A path-breaking new report concludes that the U.S. could develop a sustainable energy policy — one that is both carbon-free and nuclear- free — in 60 years or less.
The book-length study by Arjun Makhijani of the Institute for Energy and Environmental Research (IEER) in Takoma Park, Maryland offers a detailed plan for powering the nation’s economy with zero carbon dioxide (CO2) emissions and no nuclear power plants. The study resulted from a joint project of IEER and the Nuclear Policy Research Institute.
Such an energy policy would solve four pressing problems:
1. Global climate disruption: carbon dioxide emissions from combustion of fossil fuels are the main human contribution to climate disruption, which is threatening the global economy, human societies, and many of the ecosystems upon which humans depend;
2. Disruption of marine food webs by ocean acidification, which is occurring now as atmospheric carbon dioxide is absorbed into the oceans;
3. Insecurity of oil supply. Increases in global oil consumption, and conflicts in oil-producing regions, are making oil prices volatile and supplies insecure;
4. Nuclear proliferation: As we know from the experience of India, North Korea, and Pakistan, among others, the proliferation of nuclear weapons is being enabled by the spread of nuclear power plants, which are being promoted as a solution for carbon dioxide emissions.
The new IEER report, which will be published by RDR Books in the fall (and on the web sooner than that), is available now in summary, and as a special issue of IEER’s newsletter, Science for Democratic Action.
It can provide a blueprint and an agenda for climate justice activists and for state and local officials.
The study offers seven main findings:
1. A goal of zero carbon dioxide emissions is necessary to minimize harm related to climate change.
2. A hard cap on carbon dioxide emissions — that is, a fixed emissions limit that declines year by year until it reaches zero some before the year 2060 — would provide large carbon emitters a flexible way to phase out CO2. However, current “carbon trading” programs would undermine and defeat the hard cap, and so would have to be abandoned. See related carbon trading story in Rachel’s News #888.
3. A reliable U.S. electricity sector can be achieved without CO2 emissions and without nuclear power.
4. The use of nuclear power entails risks of nuclear proliferation, terrorism, and serious accidents. It exacerbates the problem of nuclear waste and perpetuates vulnerabilities in the nation’s energy system that can be avoided.
5. The use of available highly-efficient energy technologies, and building designs could greatly ease the transition to a carbon-free, nuclear-free energy system. IEER calculates that a two percent annual increase in efficiency per unit of Gross Domestic Product (GDP) could produce a one percent decline in energy use per year while providing three percent annual growth in GDP. “This is well within the capacity of available technological performance,” the report concludes.

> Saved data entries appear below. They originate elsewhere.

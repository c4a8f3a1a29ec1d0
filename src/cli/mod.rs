mod dependency;
mod impact;
mod report;
mod vcs;

use clap::{Parser, Subcommand, ValueEnum};
use std::path::PathBuf;

#[derive(Parser)]
#[command(
    name = "ripplescope",
    version,
    about = "Reports the scope of impact of code changes",
    long_about = "Ripplescope analyzes a multi-package project into a declaration-level \
                  reverse-dependency graph and reports which declarations and service \
                  entrypoints are affected by a set of changes between two revisions."
)]
pub struct Cli {
    #[command(subcommand)]
    pub command: Commands,
}

#[derive(Subcommand)]
pub enum Commands {
    /// Print the reverse dependencies of a declaration
    #[command(
        long_about = "Analyzes the repository and prints every declaration that \
                      transitively depends on the target, one per line. The target is an \
                      object id of the form <package>/<file>:<member>."
    )]
    Dependency {
        /// Target object id (e.g. github.com/acme/app/store/db.go:Open)
        #[arg(short, long, value_name = "OBJECT_ID")]
        target: String,

        /// Repository path
        #[arg(short, long, value_name = "PATH", default_value = ".")]
        repo: PathBuf,
    },
    /// Report what is affected between two revisions
    #[command(
        long_about = "Exports both revisions, diffs their top-level declarations and \
                      reports either every change with its reverse dependencies (--scope all) \
                      or the deduplicated set of affected services (--scope service)."
    )]
    Impact {
        /// Old commit
        #[arg(short, long, value_name = "COMMIT")]
        old: String,

        /// New commit
        #[arg(short, long, value_name = "COMMIT")]
        new: String,

        /// Repository path
        #[arg(short, long, value_name = "PATH", default_value = ".")]
        repo: PathBuf,

        /// Report scope
        #[arg(short, long, value_enum, default_value_t = Scope::All)]
        scope: Scope,
    },
    /// Report affected entrypoints from the file-level import graph
    #[command(
        long_about = "Runs a git diff between the two commits and maps each changed file \
                      onto the services whose import closure contains its package.\n\n\
                      Example:\n  ripplescope report --old HEAD~1 --new HEAD"
    )]
    Report {
        /// Old commit
        #[arg(short, long, value_name = "COMMIT")]
        old: String,

        /// New commit
        #[arg(short, long, value_name = "COMMIT")]
        new: String,

        /// Repository path
        #[arg(short, long, value_name = "PATH", default_value = ".")]
        repo: PathBuf,

        /// Output format
        #[arg(short, long, value_enum, default_value_t = OutputFormat::Oneline)]
        format: OutputFormat,
    },
    /// Print the version number
    Version,
}

#[derive(Debug, Clone, Copy, PartialEq, Eq, ValueEnum)]
pub enum Scope {
    All,
    Service,
}

#[derive(Debug, Clone, Copy, PartialEq, Eq, ValueEnum)]
pub enum OutputFormat {
    Oneline,
    Text,
}

pub fn run() -> Result<(), Box<dyn std::error::Error>> {
    let cli = Cli::parse();
    let _guard = crate::logging::init_logging("cli");

    match cli.command {
        Commands::Dependency { target, repo } => dependency::run(&target, &repo),
        Commands::Impact {
            old,
            new,
            repo,
            scope,
        } => impact::run(&old, &new, &repo, scope),
        Commands::Report {
            old,
            new,
            repo,
            format,
        } => report::run(&old, &new, &repo, format),
        Commands::Version => {
            println!("{}", env!("CARGO_PKG_VERSION"));
            Ok(())
        }
    }
}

6. Biofuels, broadly defined, could be an important part of the solution, or could actually make the problem worse — depending on the choices that we make. The report points to ethanol from corn, and biodiesel from palm oil as two examples of damaging biofuels. On the other hand, the report says microalgae grown in a high-CO2 environment can provide substantial energy benefits with minimal environmental harm, delivering 5,000 to 10,000 gallons of liquid fuels per acre of land per year.
7. Much of the reduction in CO2 emissions can be done without increased cost (for example, efficient lighting and refrigeration). The remainder of the CO2 reduction would likely cost $10 to $30 per metric tonne of CO2. (A metric tonne is 1000 kilograms or 2200 pounds).

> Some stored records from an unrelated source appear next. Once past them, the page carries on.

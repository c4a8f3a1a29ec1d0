use super::vcs;
use super::OutputFormat;
use crate::project::Project;
use std::path::Path;

pub fn run(
    old: &str,
    new: &str,
    repo: &Path,
    format: OutputFormat,
) -> Result<(), Box<dyn std::error::Error>> {
    let changed = vcs::changed_files(repo, old, new)?;

    let mut project = Project::open(repo)?;
    project.parse()?;

    match format {
        OutputFormat::Oneline => {
            for entrypoint in project.affected_entrypoints(&changed)? {
                println!("{}", entrypoint);
            }
        }
        OutputFormat::Text => project.report_impact(&changed),
    }
    Ok(())
}
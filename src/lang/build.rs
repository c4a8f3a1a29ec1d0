//! Programmatic snapshot assembly.
//!
//! Bridge front-ends (and the test suite) use `SnapshotBuilder` to
//! construct a [`PackageSet`] without going through JSON: it hands out
//! fresh node identities, interns objects and types, and records the
//! defs/uses/types tables per package.

use crate::lang::ast::{Expr, ExprKind, Ident, NodeId, Pos};
use crate::lang::snapshot::{Package, PackageSet, TypeAndValue, TypesInfo};
use crate::lang::types::{ObjId, Object, TypeId, TypeKind, TypeTable};
use std::collections::HashMap;

/// Index of a package within the snapshot being built.
#[derive(Debug, Clone, Copy, PartialEq, Eq)]
pub struct PkgRef(usize);

#[derive(Default)]
pub struct SnapshotBuilder {
    next_node: u32,
    table: TypeTable,
    packages: Vec<Package>,
}

impl SnapshotBuilder {
    pub fn new() -> Self {
        Self::default()
    }

    pub fn fresh_id(&mut self) -> NodeId {
        let id = NodeId(self.next_node);
        self.next_node += 1;
        id
    }

    /// A new identifier node with a fresh identity.
    pub fn ident(&mut self, name: &str) -> Ident {
        Ident {
            id: self.fresh_id(),
            name: name.to_string(),
            pos: Pos::default(),
        }
    }

    /// Wraps an expression kind with a fresh node identity.
    pub fn expr(&mut self, kind: ExprKind) -> Expr {
        Expr {
            id: self.fresh_id(),
            kind,
        }
    }

    /// An identifier in expression position. The expression shares the
    /// identifier's identity, so defs/uses and types lookups agree.
    pub fn name_expr(&mut self, ident: Ident) -> Expr {
        Expr {
            id: ident.id,
            kind: ExprKind::Name(ident),
        }
    }

    pub fn intern_type(&mut self, kind: TypeKind) -> TypeId {
        self.table.intern(kind)
    }

    /// Reserves a type slot for reference cycles; fill it in with
    /// [`SnapshotBuilder::set_type`].
    pub fn reserve_type(&mut self) -> TypeId {
        self.table.reserve()
    }

    pub fn set_type(&mut self, id: TypeId, kind: TypeKind) {
        self.table.set_type(id, kind);
    }

    pub fn object(&mut self, object: Object) -> ObjId {
        self.table.add_object(object)
    }

    /// Patch an object's type after the fact (mutually recursive
    /// object/type definitions need two steps).
    pub fn set_object_type(&mut self, obj: ObjId, ty: TypeId) {
        self.table.object_mut(obj).ty = Some(ty);
    }

    pub fn package(&mut self, id: &str) -> PkgRef {
        self.packages.push(Package {
            id: id.to_string(),
            files: Vec::new(),
            info: TypesInfo {
                defs: HashMap::new(),
                uses: HashMap::new(),
                types: HashMap::new(),
            },
        });
        PkgRef(self.packages.len() - 1)
    }

    pub fn add_file(&mut self, pkg: PkgRef, file: crate::lang::ast::File) {
        self.packages[pkg.0].files.push(file);
    }

    /// Records `ident` as the defining occurrence of `obj`.
    pub fn define(&mut self, pkg: PkgRef, ident: &Ident, obj: ObjId) {
        self.packages[pkg.0].info.defs.insert(ident.id, obj);
    }

    /// Records `ident` as a use of `obj`.
    pub fn record_use(&mut self, pkg: PkgRef, ident: &Ident, obj: ObjId) {
        self.packages[pkg.0].info.uses.insert(ident.id, obj);
    }

    /// Records the type of an expression node.
    pub fn record_type(&mut self, pkg: PkgRef, node: NodeId, ty: TypeId, is_value: bool) {
        self.packages[pkg.0]
            .info
            .types
            .insert(node, TypeAndValue { ty, is_value });
    }

    pub fn finish(self) -> PackageSet {
        PackageSet {
            packages: self.packages,
            table: self.table,
        }
    }
}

8. The transition to a zero-CO2 system can be made in a manner compatible with local economic development in areas currently producing fossil fuels.
If you believe, as we do, that the four problems described at beginning of this article — climate chaos, ocean acidification, insecurity of oil supply, and proliferation of nuclear weapons — are extremely serious and need to be resolved without delay, then you will want to study this new report from IEER carefully. The full report will soon be available on the IEER web site.
With the publication of this new report, we all now have a firm basis for demanding a carbon-free nuclear-free energy system for the U.S.
Has your favorite Presidential candidate taken a position on this report yet?